In the spring of my first year, I joined Volunteers Around the World (VAW), an organization that took a group of twenty students to Cusco, Peru to set up mobile clinics for two weeks. As undergraduate students completely unqualified to practice medicine, we were trained to intake patients, take vitals, and fill prescriptions. The consultation aspect of treatment was left to professional Peruvian attendings that diagnosed and prescribed within the limitations of medications we were able to bring with us. Through this experience, I began to think that sporadic and unsustainable healthcare is simply not an acceptable form of healthcare. I grappled with this idea throughout the two weeks and began to question what healthcare should really comprise.
In this clinic, we had all the makings of “healthcare.” We had trained professionals, equipment, medications, and even interpreters. However, there was a disconnect between providing care and receiving it. The patients did not have a long-standing relationship with their healthcare providers. They did not speak the same native language, the doctors did not have access to a medical patient history, and the patients generally viewed western biomedicine differently than the students around them with perceived authority in their scrubs and name tags. What was medicine doing to bridge this gap? How do we ensure that vulnerable populations are empowered to understand their health and able to access proper care?

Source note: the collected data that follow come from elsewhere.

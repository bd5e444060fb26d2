//! Ubiquiti discovery protocol codec
//!
//! Ubiquiti devices answer on UDP 10001 with a 4-byte header (version,
//! command, big-endian payload length) followed by TLV entries: 1-byte tag,
//! 2-byte big-endian length, value. Unknown tags are skipped so newer
//! firmware fields pass through harmlessly.

use std::net::{IpAddr, Ipv4Addr};

use wispmap_core::{InterfaceReport, MacAddr, Observation, Protocol};

use crate::FrameError;

/// UDP port Ubiquiti discovery uses.
pub const UBNT_PORT: u16 = 10001;

/// The magic query broadcast that solicits discovery responses.
pub const PROBE_FRAME: [u8; 4] = [0x01, 0x00, 0x00, 0x00];

const TLV_MAC: u8 = 0x01;
const TLV_IP_INFO: u8 = 0x02;
const TLV_FIRMWARE: u8 = 0x03;
const TLV_HOSTNAME: u8 = 0x0B;
const TLV_MODEL_SHORT: u8 = 0x0C;
const TLV_ESSID: u8 = 0x0D;
const TLV_UPTIME: u8 = 0x0E;
const TLV_MODEL_FULL: u8 = 0x14;

const HEADER_LEN: usize = 4;
const MIN_FRAME: usize = 6;

/// Whether a datagram is our own probe query echoed back off the broadcast.
pub fn is_probe(buf: &[u8]) -> bool {
    buf == PROBE_FRAME
}

/// Decode one discovery response frame.
pub fn decode(buf: &[u8]) -> Result<Observation, FrameError> {
    if buf.len() < MIN_FRAME {
        return Err(FrameError::TooShort(buf.len()));
    }
    // Version 1 responses and the v2 variant share the TLV body; the
    // declared payload length in bytes 2..4 is ignored in favor of the
    // actual datagram boundary.
    if !matches!(buf[0], 0x01 | 0x02) || buf[1] != 0x00 {
        return Err(FrameError::BadSignature);
    }

    let mut mac: Option<MacAddr> = None;
    let mut ip: Option<IpAddr> = None;
    let mut hostname = None;
    let mut model = None;
    let mut model_is_full = false;
    let mut firmware = None;
    let mut essid = None;
    let mut uptime_secs = None;
    let mut interfaces = Vec::new();

    let mut offset = HEADER_LEN;
    while offset + 3 <= buf.len() {
        let tag = buf[offset];
        let len = u16::from_be_bytes([buf[offset + 1], buf[offset + 2]]) as usize;
        let value_start = offset + 3;
        if value_start + len > buf.len() {
            return Err(FrameError::Truncated {
                tag: u16::from(tag),
                len,
                offset,
                remaining: buf.len() - value_start,
            });
        }
        let value = &buf[value_start..value_start + len];

        match tag {
            TLV_MAC => {
                if let Some(parsed) = MacAddr::from_bytes(value) {
                    mac.get_or_insert(parsed);
                }
            }
            TLV_IP_INFO => {
                // 6 bytes MAC + 4 bytes IPv4, one entry per reporting interface
                if value.len() >= 10 {
                    let if_mac = MacAddr::from_bytes(&value[..6]);
                    let if_ip = IpAddr::V4(Ipv4Addr::new(
                        value[6], value[7], value[8], value[9],
                    ));
                    if let Some(parsed) = if_mac {
                        mac.get_or_insert(parsed);
                    }
                    ip.get_or_insert(if_ip);
                    interfaces.push(InterfaceReport {
                        name: None,
                        mac: if_mac,
                        ip: Some(if_ip),
                    });
                }
            }
            TLV_FIRMWARE => firmware = Some(decode_string(value)),
            TLV_HOSTNAME => hostname = Some(decode_string(value)),
            TLV_MODEL_SHORT => {
                if !model_is_full {
                    model = Some(decode_string(value));
                }
            }
            TLV_MODEL_FULL => {
                model = Some(decode_string(value));
                model_is_full = true;
            }
            TLV_ESSID => essid = Some(decode_string(value)),
            TLV_UPTIME => {
                if value.len() >= 4 {
                    uptime_secs = Some(u64::from(u32::from_be_bytes([
                        value[0], value[1], value[2], value[3],
                    ])));
                }
            }
            _ => {}
        }
        offset = value_start + len;
    }

    let mac = mac.ok_or(FrameError::MissingMac)?;
    let mut obs = Observation::new(Protocol::Ubnt, mac);
    obs.ip = ip;
    obs.hostname = hostname;
    obs.model = model;
    obs.firmware = firmware;
    obs.essid = essid;
    obs.uptime_secs = uptime_secs;
    obs.interfaces = interfaces;
    Ok(obs)
}

/// Encode an observation back into the response frame format. Used by the
/// round-trip tests and to synthesize announcement frames.
pub fn encode(obs: &Observation) -> Vec<u8> {
    let mut out = vec![0x01, 0x00, 0x00, 0x00];

    push_tag(&mut out, TLV_MAC, &obs.mac.octets());

    let mut wrote_ip_info = false;
    for report in &obs.interfaces {
        if let (Some(mac), Some(IpAddr::V4(ip))) = (report.mac, report.ip) {
            let mut value = Vec::with_capacity(10);
            value.extend_from_slice(&mac.octets());
            value.extend_from_slice(&ip.octets());
            push_tag(&mut out, TLV_IP_INFO, &value);
            wrote_ip_info = true;
        }
    }
    if !wrote_ip_info {
        if let Some(IpAddr::V4(ip)) = obs.ip {
            let mut value = Vec::with_capacity(10);
            value.extend_from_slice(&obs.mac.octets());
            value.extend_from_slice(&ip.octets());
            push_tag(&mut out, TLV_IP_INFO, &value);
        }
    }

    if let Some(firmware) = &obs.firmware {
        push_tag(&mut out, TLV_FIRMWARE, firmware.as_bytes());
    }
    if let Some(hostname) = &obs.hostname {
        push_tag(&mut out, TLV_HOSTNAME, hostname.as_bytes());
    }
    if let Some(essid) = &obs.essid {
        push_tag(&mut out, TLV_ESSID, essid.as_bytes());
    }
    if let Some(uptime) = obs.uptime_secs {
        push_tag(&mut out, TLV_UPTIME, &(uptime as u32).to_be_bytes());
    }
    if let Some(model) = &obs.model {
        push_tag(&mut out, TLV_MODEL_FULL, model.as_bytes());
    }

    let payload_len = (out.len() - HEADER_LEN) as u16;
    out[2..4].copy_from_slice(&payload_len.to_be_bytes());
    out
}

fn push_tag(out: &mut Vec<u8>, tag: u8, value: &[u8]) {
    out.push(tag);
    out.extend_from_slice(&(value.len() as u16).to_be_bytes());
    out.extend_from_slice(value);
}

fn decode_string(value: &[u8]) -> String {
    String::from_utf8_lossy(value)
        .trim_end_matches('\0')
        .to_string()
}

Health is inherently intersectional with every aspect of ourselves that make us human, not just the aspects that are biological or genetic. It does not at all exist in isolation from institutional and social structures that nurture us into the people we are. Almost every part of someone’s life factors into their health: the length of time someone is breast fed, whether they live in a food desert, whether they can access running water, whether they perform some form of physical activity in their daily lives, whether they smoke, whether their government funds medical research that is socially and culturally inclusive, and whether a paved road exists between them and the closest medical facility. Simply, health is political, and I did not digest what this meant until I joined VAW. After this trip, I learned about the Global Health Studies (GHS) program and realized that this program could help me work through so many of the discomforts and unanswered questions I left with.

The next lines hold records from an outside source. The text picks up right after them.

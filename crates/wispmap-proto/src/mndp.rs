//! MNDP (Mikrotik Neighbor Discovery Protocol) codec
//!
//! RouterOS devices broadcast on UDP 5678: a 4-byte header (flags and
//! sequence number) followed by TLV entries with 2-byte little-endian type
//! and length fields. Mimosa radios announce over the same channel; the
//! platform/board strings identify them, and those observations are tagged
//! [`Protocol::Mimosa`] so they keep their own precedence slot.

use std::net::{IpAddr, Ipv4Addr};

use wispmap_core::{InterfaceReport, MacAddr, Observation, Protocol};

use crate::FrameError;

/// UDP port MNDP announcements arrive on.
pub const MNDP_PORT: u16 = 5678;

const TLV_MAC: u16 = 0x0001;
const TLV_IDENTITY: u16 = 0x0005;
const TLV_VERSION: u16 = 0x0007;
const TLV_PLATFORM: u16 = 0x0008;
const TLV_UPTIME: u16 = 0x000A;
const TLV_SOFTWARE_ID: u16 = 0x000B;
const TLV_BOARD: u16 = 0x000E;
const TLV_INTERFACE: u16 = 0x0011;
const TLV_IPV4: u16 = 0x0014;

const HEADER_LEN: usize = 4;

/// Decode one neighbor announcement.
pub fn decode(buf: &[u8]) -> Result<Observation, FrameError> {
    if buf.len() < HEADER_LEN {
        return Err(FrameError::TooShort(buf.len()));
    }

    let mut mac: Option<MacAddr> = None;
    let mut ip: Option<IpAddr> = None;
    let mut identity = None;
    let mut version = None;
    let mut platform: Option<String> = None;
    let mut board: Option<String> = None;
    let mut software_id = None;
    let mut uptime_secs = None;
    let mut interface_names: Vec<String> = Vec::new();

    let mut offset = HEADER_LEN;
    while offset + 4 <= buf.len() {
        let tag = u16::from_le_bytes([buf[offset], buf[offset + 1]]);
        let len = u16::from_le_bytes([buf[offset + 2], buf[offset + 3]]) as usize;
        let value_start = offset + 4;
        if value_start + len > buf.len() {
            return Err(FrameError::Truncated {
                tag,
                len,
                offset,
                remaining: buf.len() - value_start,
            });
        }
        let value = &buf[value_start..value_start + len];

        match tag {
            TLV_MAC => {
                if let Some(parsed) = MacAddr::from_bytes(value) {
                    mac.get_or_insert(parsed);
                }
            }
            TLV_IDENTITY => identity = Some(decode_string(value)),
            TLV_VERSION => version = Some(decode_string(value)),
            TLV_PLATFORM => platform = Some(decode_string(value)),
            TLV_BOARD => board = Some(decode_string(value)),
            TLV_SOFTWARE_ID => software_id = Some(decode_string(value)),
            TLV_INTERFACE => interface_names.push(decode_string(value)),
            TLV_UPTIME => {
                if value.len() >= 4 {
                    uptime_secs = Some(u64::from(u32::from_le_bytes([
                        value[0], value[1], value[2], value[3],
                    ])));
                }
            }
            TLV_IPV4 => {
                if value.len() >= 4 {
                    ip = Some(IpAddr::V4(Ipv4Addr::new(
                        value[0], value[1], value[2], value[3],
                    )));
                }
            }
            _ => {}
        }
        offset = value_start + len;
    }

    let mac = mac.ok_or(FrameError::MissingMac)?;
    let protocol = if is_mimosa(platform.as_deref(), board.as_deref()) {
        Protocol::Mimosa
    } else {
        Protocol::Mndp
    };

    let mut obs = Observation::new(protocol, mac);
    obs.ip = ip;
    obs.hostname = identity;
    obs.firmware = version;
    // Board name is the concrete hardware; platform is the OS family
    obs.model = board.or(platform);
    obs.software_id = software_id;
    obs.uptime_secs = uptime_secs;
    obs.interfaces = interface_names
        .into_iter()
        .map(|name| InterfaceReport {
            name: Some(name),
            mac: Some(mac),
            ip,
        })
        .collect();
    Ok(obs)
}

/// Encode an observation as an announcement frame (header zeroed).
pub fn encode(obs: &Observation) -> Vec<u8> {
    let mut out = vec![0u8; HEADER_LEN];

    push_tag(&mut out, TLV_MAC, &obs.mac.octets());
    if let Some(hostname) = &obs.hostname {
        push_tag(&mut out, TLV_IDENTITY, hostname.as_bytes());
    }
    if let Some(firmware) = &obs.firmware {
        push_tag(&mut out, TLV_VERSION, firmware.as_bytes());
    }
    if let Some(model) = &obs.model {
        push_tag(&mut out, TLV_BOARD, model.as_bytes());
    }
    if let Some(uptime) = obs.uptime_secs {
        push_tag(&mut out, TLV_UPTIME, &(uptime as u32).to_le_bytes());
    }
    if let Some(software_id) = &obs.software_id {
        push_tag(&mut out, TLV_SOFTWARE_ID, software_id.as_bytes());
    }
    for report in &obs.interfaces {
        if let Some(name) = &report.name {
            push_tag(&mut out, TLV_INTERFACE, name.as_bytes());
        }
    }
    if let Some(IpAddr::V4(ip)) = obs.ip {
        push_tag(&mut out, TLV_IPV4, &ip.octets());
    }
    out
}

fn push_tag(out: &mut Vec<u8>, tag: u16, value: &[u8]) {
    out.extend_from_slice(&tag.to_le_bytes());
    out.extend_from_slice(&(value.len() as u16).to_le_bytes());
    out.extend_from_slice(value);
}

fn decode_string(value: &[u8]) -> String {
    String::from_utf8_lossy(value)
        .trim_end_matches('\0')
        .to_string()
}

fn is_mimosa(platform: Option<&str>, board: Option<&str>) -> bool {
    let combined = format!(
        "{} {}",
        platform.unwrap_or_default(),
        board.unwrap_or_default()
    )
    .to_lowercase();
    combined.contains("mimosa")
}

Looking back on my trajectory at Yale, I never thought I would pursue global health, or later, join the School of Public Health. However, through opportunities afforded to me by this university, I was able to think critically about who I wanted to serve in the future and what skills I would need to appropriately do so. GHS has given me access to professors that are equally passionate about improving health outcomes and augmenting our understanding of them. I have taken powerful seminars that challenged my knowledge of health equity and humanitarianism. I have met peers doing such important research that they often feel more like mentors. Within this this small community, I have found a family that I hope to keep long after graduating Yale. I am sure the memories of these class discussions will come back to me even fifty years from now and shape how I move through the world every day.
To anyone considering applying, I will say this: give yourself the opportunity to drastically transform the way you think about health. Maybe your application will lead to one more person that works to improve the systems in which it exists.